* Task input
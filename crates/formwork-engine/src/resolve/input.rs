//! Text and numeric inputs, optionally carrying a unit suffix.
//!
//! Revision values are stored with their unit (`"256Mi"`); the live,
//! editable value has it stripped (`"256"`) and resolution appends it
//! again unless `omitUnitFromValue` is set.

use super::single;
use crate::context::FormContext;
use crate::field::FieldInit;
use crate::schema::Field;
use crate::vars::{VariableBag, as_text, parse_number};
use serde_json::{Value, json};

pub fn unit(field: &Field) -> Option<&str> {
    field.setting_str("unit").filter(|u| !u.is_empty())
}

fn strip_unit(value: &Value, unit: Option<&str>) -> Value {
    match (value, unit) {
        (Value::String(text), Some(unit)) => {
            Value::String(text.strip_suffix(unit).unwrap_or(text).to_string())
        }
        _ => value.clone(),
    }
}

/// Live variable ▸ unit-stripped revision `value[0]` ▸ `settings.default`.
pub fn live_value(field: &Field, variables: &VariableBag) -> Option<Value> {
    field
        .variable
        .as_deref()
        .and_then(|name| variables.get(name))
        .filter(|v| !v.is_null())
        .cloned()
        .or_else(|| {
            field
                .revision_value()
                .map(|prior| strip_unit(prior, unit(field)))
        })
        .or_else(|| field.default_value().cloned())
}

pub fn init(field: &Field, variables: &VariableBag) -> FieldInit {
    FieldInit {
        init_state: json!({}),
        init_vars: Some(single(field, live_value(field, variables))),
        init_validation: Some(FieldInit::validated(FieldInit::has_initial_value(field))),
    }
}

pub fn final_variables(
    variables: &VariableBag,
    field: &Field,
    _state: Option<&Value>,
    _context: &FormContext,
) -> VariableBag {
    let resolved = live_value(field, variables).map(|live| {
        match (unit(field), field.flag("omitUnitFromValue")) {
            (Some(unit), false) => match as_text(&live) {
                Some(text) if text.ends_with(unit) => Value::String(text),
                Some(text) => Value::String(format!("{text}{unit}")),
                // Lists and objects carry no unit.
                None => live,
            },
            _ if field.setting_str("type") == Some("number") => {
                let parsed = live.as_str().and_then(parse_number);
                parsed.map(Value::Number).unwrap_or(live)
            }
            _ => live,
        }
    });
    single(field, resolved)
}
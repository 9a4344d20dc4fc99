//! Array input: an ordered list of strings.

use super::single;
use crate::context::FormContext;
use crate::field::FieldInit;
use crate::schema::Field;
use crate::vars::VariableBag;
use serde_json::{Value, json};

fn as_list(value: Option<&Value>) -> Option<Vec<Value>> {
    value.and_then(Value::as_array).cloned()
}

/// Component state ▸ live variable ▸ revision ▸ default ▸ empty, with
/// blank entries dropped. State counts only once a renderer wrote `values`.
pub fn live_values(field: &Field, variables: &VariableBag, state: Option<&Value>) -> Vec<Value> {
    let live = field.variable.as_deref().and_then(|name| variables.get(name));
    let values = as_list(state.and_then(|s| s.get("values")))
        .or_else(|| as_list(live))
        .or_else(|| as_list(field.revision_value()))
        .or_else(|| as_list(field.default_value()))
        .unwrap_or_default();
    values
        .into_iter()
        .filter(|v| !matches!(v, Value::Null) && v.as_str() != Some(""))
        .collect()
}

pub fn init(field: &Field, _variables: &VariableBag) -> FieldInit {
    FieldInit {
        init_state: json!({}),
        init_vars: None,
        init_validation: Some(FieldInit::validated(FieldInit::has_initial_value(field))),
    }
}

pub fn final_variables(
    variables: &VariableBag,
    field: &Field,
    state: Option<&Value>,
    _context: &FormContext,
) -> VariableBag {
    single(field, Some(Value::Array(live_values(field, variables, state))))
}

#[cfg(test)]
mod tests {
    use super::*;
    use crate::resolve::test_support::{bag, field_of};

    #[test]
    fn component_state_wins_and_blanks_are_dropped() {
        let field = field_of(json!({"type": "array-input", "variable": "hosts", "value": [["a.com"]]}));
        let state = json!({"values": ["b.com", "", "c.com"]});
        let out = final_variables(&VariableBag::new(), &field, Some(&state), &FormContext::default());
        assert_eq!(Value::Object(out), json!({"hosts": ["b.com", "c.com"]}));
    }

    #[test]
    fn falls_back_to_revision_then_empty() {
        let field = field_of(json!({"type": "array-input", "variable": "hosts", "value": [["a.com"]]}));
        assert_eq!(live_values(&field, &VariableBag::new(), None), vec![json!("a.com")]);
        assert_eq!(
            live_values(&field, &bag(json!({"hosts": ["x"]})), None),
            vec![json!("x")]
        );
        let bare = field_of(json!({"type": "array-input", "variable": "hosts"}));
        assert!(live_values(&bare, &VariableBag::new(), None).is_empty());
    }

    #[test]
    fn registration_state_does_not_shadow_live_variable() {
        let field = field_of(json!({"type": "array-input", "variable": "hosts", "value": [["a.com"]]}));
        let init = init(&field, &VariableBag::new());
        let live = bag(json!({"hosts": ["x.com"]}));
        let out = final_variables(&live, &field, Some(&init.init_state), &FormContext::default());
        assert_eq!(Value::Object(out), json!({"hosts": ["x.com"]}));
    }
}
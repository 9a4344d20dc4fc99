use crate::support::{print_json, session_or_exit, yes_no};
use serde_json::json;

pub fn run(schema: String, vars: Option<String>, config: Option<String>, json_output: bool) {
    let session = session_or_exit(&schema, vars.as_deref(), config.as_deref());
    let required = session.required();
    let missing = session.missing_required();

    if json_output {
        print_json(&json!({
            "requiredIds": required.required_ids,
            "variableToFields": required.variable_to_fields,
            "missing": missing,
            "valid": missing.is_empty(),
        }));
        return;
    }

    println!("formwork required {schema}");
    println!("  Required fields: {}", required.required_ids.len());
    for id in &required.required_ids {
        let state = if missing.contains(id) { "missing" } else { "ok" };
        println!("    - {id} ({state})");
    }
    println!("  Variables bound: {}", required.variable_to_fields.len());
    for (variable, ids) in &required.variable_to_fields {
        let ids: Vec<&str> = ids.iter().map(|id| id.as_str()).collect();
        println!("    - {variable}: {}", ids.join(", "));
    }
    println!("  Valid: {}", yes_no(missing.is_empty()));
}
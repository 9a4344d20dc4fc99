//! Formwork CLI: the `formwork` command.

mod cli;
mod commands;
mod support;

use clap::Parser;
use cli::{Cli, Commands};
use tracing_subscriber::EnvFilter;
use tracing_subscriber::layer::SubscriberExt;
use tracing_subscriber::util::SubscriberInitExt;

fn main() {
    init_tracing();
    let cli = Cli::parse();

    match cli.command {
        Commands::Normalize { schema, json } => commands::normalize::run(schema, json),

        Commands::Active {
            schema,
            vars,
            config,
            json,
        } => commands::active::run(schema, vars, config, json),

        Commands::Required {
            schema,
            vars,
            config,
            json,
        } => commands::required::run(schema, vars, config, json),

        Commands::Resolve {
            schema,
            vars,
            config,
            json,
        } => commands::resolve::run(schema, vars, config, json),
    }
}

/// Engine logs go to stderr so `--json` output stays parseable.
/// `FORMWORK_LOG` takes an `EnvFilter` directive; the default is `warn`.
fn init_tracing() {
    let filter =
        EnvFilter::try_from_env("FORMWORK_LOG").unwrap_or_else(|_| EnvFilter::new("warn"));
    tracing_subscriber::registry()
        .with(filter)
        .with(
            tracing_subscriber::fmt::layer()
                .with_writer(std::io::stderr)
                .with_target(false),
        )
        .init();
}
//! Checkbox: a boolean under its variable.

use super::single;
use crate::context::FormContext;
use crate::field::FieldInit;
use crate::schema::Field;
use crate::vars::VariableBag;
use serde_json::{Value, json};

/// Live boolean ▸ revision `value[0]` ▸ `settings.default` ▸ `false`.
pub fn live_value(field: &Field, variables: &VariableBag) -> bool {
    field
        .variable
        .as_deref()
        .and_then(|name| variables.get(name))
        .and_then(Value::as_bool)
        .or_else(|| field.revision_value().and_then(Value::as_bool))
        .or_else(|| field.default_value().and_then(Value::as_bool))
        .unwrap_or(false)
}

pub fn init(field: &Field, variables: &VariableBag) -> FieldInit {
    FieldInit {
        init_state: json!({}),
        init_vars: Some(single(field, Some(Value::Bool(live_value(field, variables))))),
        init_validation: Some(FieldInit::validated(true)),
    }
}

pub fn final_variables(
    variables: &VariableBag,
    field: &Field,
    _state: Option<&Value>,
    _context: &FormContext,
) -> VariableBag {
    single(field, Some(Value::Bool(live_value(field, variables))))
}
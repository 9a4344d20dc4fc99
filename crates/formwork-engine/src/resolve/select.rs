//! Select: one value out of `settings.options`.

use super::{live_or_prior, single};
use crate::context::FormContext;
use crate::field::FieldInit;
use crate::schema::Field;
use crate::vars::VariableBag;
use serde_json::{Value, json};

/// The first option's value; options are `{label, value}` objects or bare
/// scalars, listed under `settings.options` or on the field.
pub fn first_option(field: &Field) -> Option<Value> {
    let options = field
        .setting("options")
        .or_else(|| field.extra.get("options"))
        .and_then(Value::as_array)?;
    let first = options.first()?;
    match first {
        Value::Object(option) => option.get("value").cloned(),
        scalar => Some(scalar.clone()),
    }
}

pub fn live_value(field: &Field, variables: &VariableBag) -> Option<Value> {
    live_or_prior(field, variables).or_else(|| first_option(field))
}

pub fn init(field: &Field, variables: &VariableBag) -> FieldInit {
    let live = live_value(field, variables);
    FieldInit {
        init_state: json!({}),
        init_validation: Some(FieldInit::validated(live.is_some())),
        init_vars: Some(single(field, live)),
    }
}

pub fn final_variables(
    variables: &VariableBag,
    field: &Field,
    _state: Option<&Value>,
    _context: &FormContext,
) -> VariableBag {
    single(field, live_value(field, variables))
}

#[cfg(test)]
mod tests {
    use super::*;
    use crate::resolve::test_support::{bag, field_of};

    #[test]
    fn falls_back_to_first_option() {
        let field = field_of(json!({
            "type": "select", "variable": "region",
            "settings": {"options": [{"label": "US", "value": "us-east-1"}, {"label": "EU", "value": "eu-west-1"}]}
        }));
        assert_eq!(live_value(&field, &VariableBag::new()), Some(json!("us-east-1")));
        assert_eq!(
            live_value(&field, &bag(json!({"region": "eu-west-1"}))),
            Some(json!("eu-west-1"))
        );
    }

    #[test]
    fn scalar_options_on_the_field_work_too() {
        let field = field_of(json!({"type": "select", "variable": "tier", "options": ["small", "large"]}));
        let out = final_variables(&VariableBag::new(), &field, None, &FormContext::default());
        assert_eq!(Value::Object(out), json!({"tier": "small"}));
    }

    #[test]
    fn no_options_and_no_value_stays_unvalidated() {
        let field = field_of(json!({"type": "select", "variable": "tier"}));
        let init = init(&field, &VariableBag::new());
        assert_eq!(init.init_validation, Some(FieldInit::validated(false)));
        assert_eq!(init.init_vars, Some(VariableBag::new()));
    }
}
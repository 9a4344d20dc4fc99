//! Free-text kinds (`cron`, `text-area`): the live string, unchanged.

use super::{live_or_prior, single};
use crate::context::FormContext;
use crate::field::FieldInit;
use crate::schema::Field;
use crate::vars::VariableBag;
use serde_json::{Value, json};

pub fn init(field: &Field, variables: &VariableBag) -> FieldInit {
    FieldInit {
        init_state: json!({}),
        init_vars: Some(single(field, live_or_prior(field, variables))),
        init_validation: Some(FieldInit::validated(FieldInit::has_initial_value(field))),
    }
}

pub fn final_variables(
    variables: &VariableBag,
    field: &Field,
    _state: Option<&Value>,
    _context: &FormContext,
) -> VariableBag {
    single(field, live_or_prior(field, variables))
}
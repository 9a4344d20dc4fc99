//! Required-field analysis and the aggregate validity verdict.

use crate::schema::{ActiveSchema, FieldId};
use crate::store::ValidationMap;
use serde::Serialize;
use std::collections::BTreeMap;

#[derive(Debug, Clone, Default, PartialEq, Eq, Serialize)]
#[serde(rename_all = "camelCase")]
pub struct RequiredFields {
    /// Ids of active input fields flagged `required`, in document order.
    pub required_ids: Vec<FieldId>,
    /// Every active input field's id, grouped by its variable.
    pub variable_to_fields: BTreeMap<String, Vec<FieldId>>,
}

/// Walk the active schema, skipping display-only kinds.
///
/// Only fields in visible sections are considered, so a required field in
/// a hidden section never blocks submission.
pub fn compute_required(schema: &ActiveSchema<'_>) -> RequiredFields {
    let mut out = RequiredFields::default();
    for field in schema.fields() {
        if !field.kind().is_input() {
            continue;
        }
        if field.required {
            out.required_ids.push(field.id.clone());
        }
        if let Some(variable) = &field.variable {
            out.variable_to_fields
                .entry(variable.clone())
                .or_default()
                .push(field.id.clone());
        }
    }
    out
}

/// `true` iff every required id is validated. Vacuously `true` when
/// nothing is required.
pub fn is_valid(required_ids: &[FieldId], validation: &ValidationMap) -> bool {
    required_ids
        .iter()
        .all(|id| validation.get(id).is_some_and(|v| v.validated))
}

/// Required ids that are not validated yet.
pub fn missing_required<'a>(
    required_ids: &'a [FieldId],
    validation: &ValidationMap,
) -> Vec<&'a FieldId> {
    required_ids
        .iter()
        .filter(|id| !validation.get(*id).is_some_and(|v| v.validated))
        .collect()
}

* What you are asked to do
How many lines in the entries hold the word "false"? Only the number is wanted.

* Answer box
5